Lipofundin® MCT/LCT reduced the availability of cardiac sodium channels (Nav1.5) in human embryonic kidney (HEK)-293 cells expressing Nav1.5, whereas Intralipid® and Lipofundin® MCT/LCT partially reversed the blockade of bupivacaine-induced cardiac sodium channels [73]. The polyunsaturated fatty acid linolenic acid (18:3n-3) and the saturated fatty acid stearic acid (18:0), both of which are found in Intralipid®, attenuated the sodium current in HEK-293 cells expressing human cardiac sodium channels [74]. They also reversed the bupivacaine-induced sodium channel blockade in HEK-293 cells [74]. These results suggest that the fatty acids contained in lipid emulsion may modulate the cardiac sodium channel inhibited by local anesthetics through direct or indirect action [73-75].

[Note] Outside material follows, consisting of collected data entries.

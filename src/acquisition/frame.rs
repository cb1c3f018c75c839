//! Gateway Frame Decoder
//!
//! Turns one inbound stream message into a [`TelemetrySnapshot`]. The
//! gateway sends JSON objects of the form:
//!
//! ```text
//! {
//!   "words":   [u16, ...],          // 65 words
//!   "ints":    [i16, ...],
//!   "reals":   [f32, ...],
//!   "strings": [str, ...],
//!   "bit_data": {
//!     "status_bits": [[bool; 16], ...],   // words 0-16
//!     "alarm_bits":  [[bool; 16], ...],   // words 17-47
//!     "event_bits":  [[bool; 16], ...]    // words 48-64
//!   },
//!   "timestamp":  "YYYY-MM-DD HH:MM:SS.mmm",
//!   "bytes_size": usize
//! }
//! ```
//!
//! Unknown fields (`counts`, ...) are ignored. `null` arrays decode as empty,
//! a `null` word inside a bit bank decodes as sixteen `false` bits so word
//! offsets stay aligned.

use chrono::{DateTime, Utc};
use serde::Deserialize;
use thiserror::Error;

use crate::types::{normalize_bits, BitBanks, BitWord, TelemetrySnapshot};

/// Frame decoding errors. A failed frame is dropped; the previous snapshot
/// stays current.
#[derive(Debug, Error)]
pub enum FrameError {
    #[error("Malformed frame: {0}")]
    Malformed(#[from] serde_json::Error),

    #[error("Frame is not a JSON object")]
    NotAnObject,

    #[error("Frame carries no telemetry fields")]
    NotTelemetry,
}

#[derive(Debug, Deserialize)]
struct RawFrame {
    words: Option<Vec<u16>>,
    ints: Option<Vec<i32>>,
    reals: Option<Vec<f64>>,
    strings: Option<Vec<String>>,
    bit_data: Option<RawBitData>,
    timestamp: Option<String>,
    bytes_size: Option<usize>,
}

impl RawFrame {
    fn has_telemetry(&self) -> bool {
        self.words.is_some()
            || self.ints.is_some()
            || self.reals.is_some()
            || self.strings.is_some()
            || self.bit_data.is_some()
    }
}

#[derive(Debug, Deserialize)]
struct RawBitData {
    status_bits: Option<Vec<Option<Vec<bool>>>>,
    alarm_bits: Option<Vec<Option<Vec<bool>>>>,
    event_bits: Option<Vec<Option<Vec<bool>>>>,
}

fn normalize_bank(bank: Option<Vec<Option<Vec<bool>>>>) -> Vec<BitWord> {
    bank.unwrap_or_default()
        .iter()
        .map(|word| word.as_deref().map_or([false; 16], normalize_bits))
        .collect()
}

/// Decode one frame received at `received_at`.
///
/// Text and binary messages share this path; `payload` is the raw message
/// body and its length is the fallback for a missing `bytes_size`.
pub fn decode_frame(payload: &[u8], received_at: DateTime<Utc>) -> Result<TelemetrySnapshot, FrameError> {
    let value: serde_json::Value = serde_json::from_slice(payload)?;
    if !value.is_object() {
        return Err(FrameError::NotAnObject);
    }

    let raw: RawFrame = serde_json::from_value(value)?;
    if !raw.has_telemetry() {
        return Err(FrameError::NotTelemetry);
    }

    let words = raw.words.unwrap_or_default();
    let bit_data = match raw.bit_data {
        Some(bits) => BitBanks {
            status_bits: normalize_bank(bits.status_bits),
            alarm_bits: normalize_bank(bits.alarm_bits),
            event_bits: normalize_bank(bits.event_bits),
        },
        None => BitBanks::from_words(&words),
    };

    Ok(TelemetrySnapshot {
        words,
        ints: raw.ints.unwrap_or_default(),
        reals: raw.reals.unwrap_or_default(),
        strings: raw.strings.unwrap_or_default(),
        bit_data,
        timestamp: raw.timestamp.unwrap_or_default(),
        byte_size: raw.bytes_size.unwrap_or(payload.len()),
        received_at,
    })
}

#[cfg(test)]
mod tests {
    use super::*;
    use serde_json::json;

    fn decode(value: &serde_json::Value) -> Result<TelemetrySnapshot, FrameError> {
        decode_frame(value.to_string().as_bytes(), Utc::now())
    }

    #[test]
    fn test_decode_full_frame() {
        let mut alarm_word = vec![false; 16];
        alarm_word[8] = true;
        let frame = json!({
            "words": [1, 2, 3],
            "ints": [-5, 10],
            "reals": [1.5],
            "strings": ["ECLUSA"],
            "bit_data": {
                "status_bits": [vec![false; 16]],
                "alarm_bits": [alarm_word],
                "event_bits": []
            },
            "counts": {"word_count": 3},
            "timestamp": "2025-06-01 12:00:00.250",
            "bytes_size": 1200
        });

        let snapshot = decode(&frame).expect("frame should decode");
        assert_eq!(snapshot.words, vec![1, 2, 3]);
        assert_eq!(snapshot.ints, vec![-5, 10]);
        assert_eq!(snapshot.strings, vec!["ECLUSA".to_string()]);
        assert_eq!(snapshot.byte_size, 1200);
        assert!(snapshot.alarm_bits()[0][8]);
        assert_eq!(snapshot.status_bits().len(), 1);
        assert!(snapshot.event_bits().is_empty());
        assert!(snapshot.captured_at().is_some());
    }

    #[test]
    fn test_null_arrays_and_null_words() {
        let frame = json!({
            "words": null,
            "ints": null,
            "bit_data": {
                "status_bits": null,
                "alarm_bits": [null, [true, false, true]],
                "event_bits": null
            },
            "timestamp": "2025-06-01 12:00:00.000"
        });

        let snapshot = decode(&frame).expect("nulls should decode");
        assert!(snapshot.words.is_empty());
        assert!(snapshot.ints.is_empty());
        assert_eq!(snapshot.alarm_bits().len(), 2);
        assert!(snapshot.alarm_bits()[0].iter().all(|b| !b));
        assert!(snapshot.alarm_bits()[1][0]);
        assert!(snapshot.alarm_bits()[1][2]);
        assert!(!snapshot.alarm_bits()[1][15]);
    }

    #[test]
    fn test_missing_bit_data_expands_words() {
        let mut words = vec![0u16; 65];
        words[17] = 1 << 8;
        let frame = json!({ "words": words, "timestamp": "2025-06-01 12:00:00.000" });
        let payload = frame.to_string();

        let snapshot = decode_frame(payload.as_bytes(), Utc::now()).expect("decode");
        assert_eq!(snapshot.alarm_bits().len(), 31);
        assert!(snapshot.alarm_bits()[0][8]);
        assert_eq!(snapshot.byte_size, payload.len());
    }

    #[test]
    fn test_rejects_garbage() {
        assert!(matches!(
            decode_frame(b"{not json", Utc::now()),
            Err(FrameError::Malformed(_))
        ));
        assert!(matches!(decode(&json!([1, 2, 3])), Err(FrameError::NotAnObject)));
        assert!(matches!(
            decode(&json!({"status": "success", "message": "Comando enviado"})),
            Err(FrameError::NotTelemetry)
        ));
        assert!(matches!(
            decode(&json!({"words": ["a"]})),
            Err(FrameError::Malformed(_))
        ));
    }
}
//! Shared data structures for PLC telemetry and fault detection
//!
//! - Snapshots: TelemetrySnapshot and its expanded bit banks
//! - Commands: WriteCommand sent back to the gateway
//! - Link: ConnectionStatus and the stream lifecycle
//! - Faults: definitions, active faults, equipment categories

mod snapshot;
mod command;
mod link;
mod fault;

pub use snapshot::*;
pub use command::*;
pub use link::*;
pub use fault::*;
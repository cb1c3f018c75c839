//! Response envelope of the consumer API.
//!
//! The HMI reads `data` on success and `error.code` otherwise; `meta` tells
//! it when the answer was produced, which matters for telemetry that goes
//! stale within seconds.

use axum::http::StatusCode;
use axum::response::{IntoResponse, Response};
use chrono::Utc;
use serde::Serialize;

/// Version of the consumer contract, bumped on breaking changes.
pub const API_VERSION: &str = "1";

/// Attached to every response.
#[derive(Debug, Serialize)]
pub struct ResponseMeta {
    /// Server time at which the response was built (RFC 3339)
    pub timestamp: String,
    pub version: &'static str,
}

impl ResponseMeta {
    fn now() -> Self {
        Self { timestamp: Utc::now().to_rfc3339(), version: API_VERSION }
    }
}

/// `{ "data": T, "meta": { ... } }`
#[derive(Debug, Serialize)]
pub struct ApiResponse<T: Serialize> {
    pub data: T,
    pub meta: ResponseMeta,
}

impl<T: Serialize> ApiResponse<T> {
    pub fn ok(data: T) -> Response {
        (StatusCode::OK, axum::Json(Self { data, meta: ResponseMeta::now() })).into_response()
    }
}

/// Failure classes the HMI distinguishes.
#[derive(Debug, Clone, Copy, PartialEq, Eq, Serialize)]
#[serde(rename_all = "SCREAMING_SNAKE_CASE")]
pub enum ErrorCode {
    /// The request itself is unusable (e.g. a command with no writes)
    BadRequest,
    Internal,
    /// Neither the stream nor the HTTP fallback took the command
    BadGateway,
    /// No telemetry yet, or the link owner has stopped
    ServiceUnavailable,
}

impl ErrorCode {
    pub fn status(self) -> StatusCode {
        match self {
            ErrorCode::BadRequest => StatusCode::BAD_REQUEST,
            ErrorCode::Internal => StatusCode::INTERNAL_SERVER_ERROR,
            ErrorCode::BadGateway => StatusCode::BAD_GATEWAY,
            ErrorCode::ServiceUnavailable => StatusCode::SERVICE_UNAVAILABLE,
        }
    }
}

#[derive(Debug, Serialize)]
pub struct ErrorDetail {
    pub code: ErrorCode,
    pub message: String,
}

/// `{ "error": { "code", "message" }, "meta": { ... } }`
#[derive(Debug, Serialize)]
pub struct ApiErrorResponse {
    pub error: ErrorDetail,
    pub meta: ResponseMeta,
}

impl ApiErrorResponse {
    pub fn respond(code: ErrorCode, message: impl Into<String>) -> Response {
        let body = Self {
            error: ErrorDetail { code, message: message.into() },
            meta: ResponseMeta::now(),
        };
        (code.status(), axum::Json(body)).into_response()
    }

    pub fn bad_request(message: impl Into<String>) -> Response {
        Self::respond(ErrorCode::BadRequest, message)
    }

    pub fn internal(message: impl Into<String>) -> Response {
        Self::respond(ErrorCode::Internal, message)
    }

    pub fn bad_gateway(message: impl Into<String>) -> Response {
        Self::respond(ErrorCode::BadGateway, message)
    }

    pub fn service_unavailable(message: impl Into<String>) -> Response {
        Self::respond(ErrorCode::ServiceUnavailable, message)
    }
}
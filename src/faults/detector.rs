//! Bit-level fault detection
//!
//! Pure functions: the result depends only on the snapshot, the registry
//! and the bank layout. Nothing is remembered between snapshots, so a bit
//! that flaps produces a fault that flaps.

use std::collections::BTreeMap;

use chrono::{DateTime, Utc};

use crate::config::defaults::FALLBACK_CATEGORY_COLOR;
use crate::config::DetectorConfig;
use crate::registry::{SignalKey, SignalRegistry};
use crate::types::{ActiveFault, BitWord, CategoryStats, FaultKind};

/// Every defined bit that is set in the alarm and event banks, ordered alarm
/// bank first, then by word, then by bit. `layout` gives the absolute word
/// address of each bank's first entry.
pub fn detect_active_faults(
    alarm_bits: &[BitWord],
    event_bits: &[BitWord],
    registry: &SignalRegistry,
    layout: &DetectorConfig,
    detected_at: DateTime<Utc>,
) -> Vec<ActiveFault> {
    let mut active = Vec::new();
    scan_bank(alarm_bits, FaultKind::Alarm, layout.alarm_base_word, registry, detected_at, &mut active);
    scan_bank(event_bits, FaultKind::Event, layout.event_base_word, registry, detected_at, &mut active);
    active
}

fn scan_bank(
    bank: &[BitWord],
    kind: FaultKind,
    base_word: u16,
    registry: &SignalRegistry,
    detected_at: DateTime<Utc>,
    out: &mut Vec<ActiveFault>,
) {
    for (offset, word_bits) in bank.iter().enumerate() {
        // Words past the addressable range cannot be in the registry
        let Some(word) = u16::try_from(offset).ok().and_then(|o| base_word.checked_add(o)) else {
            break;
        };

        for (bit, set) in (0u8..).zip(word_bits.iter()) {
            if !*set {
                continue;
            }
            if let Some(definition) = registry.lookup(SignalKey::new(kind, word, bit)) {
                out.push(ActiveFault::new(definition.clone(), detected_at));
            }
        }
    }
}

/// Roll active faults up by equipment category.
///
/// The category severity is the maximum of its faults. On ties the first
/// fault in scan order stays the representative, so the outcome does not
/// depend on anything but the input order.
pub fn aggregate_by_category(
    faults: &[ActiveFault],
    registry: &SignalRegistry,
) -> BTreeMap<String, CategoryStats> {
    let mut stats: BTreeMap<String, CategoryStats> = BTreeMap::new();

    for fault in faults {
        let definition = &fault.definition;
        match stats.get_mut(&definition.equipment) {
            Some(entry) => {
                entry.count += 1;
                if definition.severity > entry.severity {
                    entry.severity = definition.severity;
                    entry.representative = (definition.word_index, definition.bit_index);
                }
            }
            None => {
                let category = registry.category(&definition.equipment);
                stats.insert(
                    definition.equipment.clone(),
                    CategoryStats {
                        count: 1,
                        severity: definition.severity,
                        color: category
                            .map_or_else(|| FALLBACK_CATEGORY_COLOR.to_string(), |c| c.color.clone()),
                        name: category
                            .map_or_else(|| definition.equipment.clone(), |c| c.name.clone()),
                        representative: (definition.word_index, definition.bit_index),
                    },
                );
            }
        }
    }

    stats
}
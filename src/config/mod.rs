//! Gateway Configuration Module
//!
//! Deployment settings for the telemetry link loaded from TOML, with
//! built-in defaults matching the stock gateway.
//!
//! ## Loading Order
//!
//! 1. `ECLUSA_CONFIG` environment variable (path to TOML file)
//! 2. `eclusa.toml` in the current working directory
//! 3. Built-in defaults
//!
//! ## Usage
//!
//! ```ignore
//! let config = GatewayConfig::load();
//! let distributor = TelemetryDistributor::start(&config, gateway);
//! ```

mod settings;
pub mod defaults;

pub use settings::*;
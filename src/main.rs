//! eclusa-telemetry - PLC gateway link and fault monitor for the lock HMI
//!
//! # Usage
//!
//! ```bash
//! # Run against the local gateway with built-in defaults
//! cargo run --release
//!
//! # Point at another gateway and expose the consumer API elsewhere
//! ./eclusa-telemetry --stream-url ws://10.0.0.5:8081/ws --http-base http://10.0.0.5:8081 --addr 127.0.0.1:9000
//!
//! # Evaluate a captured frame without connecting
//! ./eclusa-telemetry detect captured_frame.json
//! ```
//!
//! # Environment Variables
//!
//! - `ECLUSA_CONFIG`: Path to the TOML settings file (default: ./eclusa.toml)
//! - `ECLUSA_CORS_ORIGINS`: Comma-separated origins allowed by the consumer API
//! - `RUST_LOG`: Logging level (default: info)

use std::path::{Path, PathBuf};
use std::sync::Arc;

use anyhow::{Context, Result};
use axum::Router;
use chrono::Utc;
use clap::Parser;
use tokio::task::JoinSet;
use tokio_util::sync::CancellationToken;
use tracing::{error, info};

use eclusa_telemetry::acquisition::decode_frame;
use eclusa_telemetry::api::{create_app, ConsumerState};
use eclusa_telemetry::{
    FaultDetector, FaultMonitor, FaultReport, GatewayApi, GatewayConfig, HttpGateway,
    SignalRegistry, TelemetryDistributor,
};

// ============================================================================
// CLI Arguments
// ============================================================================

#[derive(Parser, Debug)]
#[command(name = "eclusa-telemetry")]
#[command(about = "PLC telemetry ingestion and fault detection for the lock HMI")]
#[command(version)]
struct CliArgs {
    /// Path to a TOML settings file (overrides ECLUSA_CONFIG / ./eclusa.toml)
    #[arg(short, long, value_name = "FILE")]
    config: Option<PathBuf>,

    /// Gateway WebSocket URL (e.g. ws://10.0.0.5:8081/ws)
    #[arg(long, env = "ECLUSA_STREAM_URL")]
    stream_url: Option<String>,

    /// Gateway HTTP base URL for fallback writes and status polling
    #[arg(long, env = "ECLUSA_HTTP_BASE")]
    http_base: Option<String>,

    /// Override the consumer API address (default: "0.0.0.0:8090")
    #[arg(short, long)]
    addr: Option<String>,

    /// Log output format
    #[arg(long, value_enum, default_value_t = LogFormat::Text)]
    log_format: LogFormat,

    #[command(subcommand)]
    command: Option<SubCommand>,
}

#[derive(clap::ValueEnum, Clone, Copy, Debug)]
enum LogFormat {
    Text,
    Json,
}

#[derive(clap::Subcommand, Debug)]
enum SubCommand {
    /// Run the fault detector over a captured gateway frame and print the result
    Detect {
        /// Path to a JSON frame as sent by the gateway
        frame: PathBuf,
        /// Print the full report as JSON
        #[arg(long)]
        json: bool,
    },
}

// ============================================================================
// Task Names for Supervisor Logging
// ============================================================================

#[derive(Debug, Clone, Copy)]
enum TaskName {
    HttpServer,
    FaultMonitor,
}

impl std::fmt::Display for TaskName {
    fn fmt(&self, f: &mut std::fmt::Formatter<'_>) -> std::fmt::Result {
        match self {
            TaskName::HttpServer => write!(f, "HttpServer"),
            TaskName::FaultMonitor => write!(f, "FaultMonitor"),
        }
    }
}

// ============================================================================
// Setup
// ============================================================================

fn init_tracing(format: LogFormat) {
    let filter = tracing_subscriber::EnvFilter::try_from_default_env()
        .unwrap_or_else(|_| tracing_subscriber::EnvFilter::new("info"));
    let builder = tracing_subscriber::fmt().with_env_filter(filter).with_target(false);

    match format {
        LogFormat::Text => builder.init(),
        LogFormat::Json => builder.json().init(),
    }
}

/// Load settings and apply CLI overrides.
fn load_config(args: &CliArgs) -> Result<GatewayConfig> {
    let mut config = match &args.config {
        Some(path) => GatewayConfig::load_from_file(path)
            .with_context(|| format!("Failed to load config from {}", path.display()))?,
        None => GatewayConfig::load(),
    };

    if let Some(url) = &args.stream_url {
        config.gateway.stream_url = url.clone();
    }
    if let Some(base) = &args.http_base {
        config.gateway.http_base_url = base.clone();
    }
    if let Some(addr) = &args.addr {
        config.server.addr = addr.clone();
    }

    config.validate().context("Invalid configuration after CLI overrides")?;
    Ok(config)
}

// ============================================================================
// Supervisor
// ============================================================================

/// Spawn the HTTP server task into the JoinSet.
fn spawn_http_server(
    task_set: &mut JoinSet<Result<TaskName>>,
    listener: tokio::net::TcpListener,
    app: Router,
    cancel_token: CancellationToken,
) {
    task_set.spawn(async move {
        info!("[HttpServer] Task starting");

        let result = axum::serve(listener, app)
            .with_graceful_shutdown(async move {
                cancel_token.cancelled().await;
                info!("[HttpServer] Received shutdown signal");
            })
            .await;

        match result {
            Ok(()) => {
                info!("[HttpServer] Graceful shutdown complete");
                Ok(TaskName::HttpServer)
            }
            Err(e) => {
                error!("[HttpServer] Server error: {}", e);
                Err(anyhow::anyhow!("HTTP server error: {}", e))
            }
        }
    });
}

async fn run_supervisor(
    task_set: &mut JoinSet<Result<TaskName>>,
    cancel_token: CancellationToken,
) -> Result<()> {
    info!("Supervisor: all tasks spawned, monitoring...");

    loop {
        tokio::select! {
            () = cancel_token.cancelled() => {
                info!("Supervisor: shutdown signal received");
                break;
            }
            result = task_set.join_next() => {
                match result {
                    Some(Ok(Ok(task_name))) => {
                        info!("Supervisor: task {} completed normally", task_name);
                    }
                    Some(Ok(Err(e))) => {
                        error!("Supervisor: task failed with error: {}", e);
                        cancel_token.cancel();
                        return Err(e);
                    }
                    Some(Err(e)) => {
                        error!("Supervisor: task panicked: {}", e);
                        cancel_token.cancel();
                        return Err(anyhow::anyhow!("Task panicked: {}", e));
                    }
                    None => {
                        info!("Supervisor: all tasks completed");
                        break;
                    }
                }
            }
        }
    }

    // Let the remaining tasks observe cancellation and finish
    while let Some(result) = task_set.join_next().await {
        if let Ok(Ok(task_name)) = result {
            info!("Supervisor: task {} stopped", task_name);
        }
    }

    Ok(())
}

// ============================================================================
// Modes
// ============================================================================

/// Offline: decode one frame and print the faults it carries.
fn run_detect(config: &GatewayConfig, frame: &Path, json: bool) -> Result<()> {
    let payload = std::fs::read(frame)
        .with_context(|| format!("Failed to read frame {}", frame.display()))?;
    let snapshot = decode_frame(&payload, Utc::now())
        .with_context(|| format!("Failed to decode frame {}", frame.display()))?;

    let registry = Arc::new(SignalRegistry::with_overrides(&config.faults));
    let report = FaultDetector::new(registry, config.detector).evaluate(&snapshot);

    if json {
        println!("{}", serde_json::to_string_pretty(&report)?);
    } else {
        print_report(&snapshot.timestamp, &report);
    }
    Ok(())
}

fn print_report(timestamp: &str, report: &FaultReport) {
    println!("Frame {timestamp}: {} active fault(s), {} critical", report.count, report.critical.len());
    for fault in &report.faults {
        let d = &fault.definition;
        println!(
            "  [{:<8}] {} {:>2}.{:<2} {:<18} {}",
            d.severity, d.kind, d.word_index, d.bit_index, d.equipment, d.description
        );
    }
    for (equipment, stats) in &report.by_category {
        println!("  {equipment}: {} fault(s), max {}", stats.count, stats.severity);
    }
}

/// Online: keep the gateway link, monitor faults, serve the consumer API.
async fn run_service(config: GatewayConfig, cancel_token: CancellationToken) -> Result<()> {
    let registry = Arc::new(SignalRegistry::with_overrides(&config.faults));
    info!(definitions = registry.len(), "Signal registry loaded");

    let gateway: Arc<dyn GatewayApi> =
        Arc::new(HttpGateway::new(&config.gateway).context("Failed to build gateway HTTP client")?);
    let distributor = TelemetryDistributor::start(&config, gateway);

    let listener = tokio::net::TcpListener::bind(&config.server.addr)
        .await
        .with_context(|| format!("Failed to bind consumer API to {}", config.server.addr))?;
    info!(addr = %config.server.addr, "Consumer API listening");

    let mut task_set: JoinSet<Result<TaskName>> = JoinSet::new();

    let (monitor, faults) = FaultMonitor::new(
        FaultDetector::new(Arc::clone(&registry), config.detector),
        distributor.subscribe(),
        cancel_token.clone(),
    );
    task_set.spawn(async move {
        monitor.run().await;
        Ok(TaskName::FaultMonitor)
    });

    let app = create_app(ConsumerState {
        distributor: Arc::clone(&distributor),
        faults,
        registry,
    });
    spawn_http_server(&mut task_set, listener, app, cancel_token.clone());

    let outcome = run_supervisor(&mut task_set, cancel_token).await;
    distributor.shutdown().await;
    outcome
}

// ============================================================================
// Main Entry Point
// ============================================================================

#[tokio::main]
async fn main() -> Result<()> {
    let args = CliArgs::parse();
    init_tracing(args.log_format);

    let config = load_config(&args)?;

    if let Some(SubCommand::Detect { frame, json }) = &args.command {
        return run_detect(&config, frame, *json);
    }

    info!(
        stream = %config.gateway.stream_url,
        http = %config.gateway.http_base_url,
        "eclusa-telemetry starting"
    );

    // Graceful shutdown via Ctrl+C
    let cancel_token = CancellationToken::new();
    let shutdown_token = cancel_token.clone();
    tokio::spawn(async move {
        tokio::signal::ctrl_c().await.ok();
        info!("Received Ctrl+C, initiating shutdown...");
        shutdown_token.cancel();
    });

    run_service(config, cancel_token).await?;

    info!("eclusa-telemetry shutdown complete");
    Ok(())
}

In summary, although the lipid sink and shuttle mechanism is widely considered responsible for lipid emulsion resuscitation, the abovementioned mechanisms, including fatty acid supply, reversal of mitochondrial dysfunction, inotropic effect, GSK-3β phosphorylation, inhibition of nitric oxide release and reversal of cardiac sodium channel blockade, seem to be collectively involved in the resuscitation of cardiovascular collapse induced by toxic doses of local anesthetics [6]. Thus, it is very difficult to completely separate each individual proposed mechanism. For example, it is difficult to disentangle lipid emulsion-mediated reversal of mitochondrial dysfunction, cardiac sodium channel blockade and apoptosis from lipid sink and shuttle. The major free fatty acids involved in each of the proposed mechanisms responsible for the lipid emulsion-mediated resuscitation of local anesthetic systemic toxicity have not yet been determined. This information may be helpful for developing a specific lipid emulsion as an antidote for local anesthetic systemic toxicity.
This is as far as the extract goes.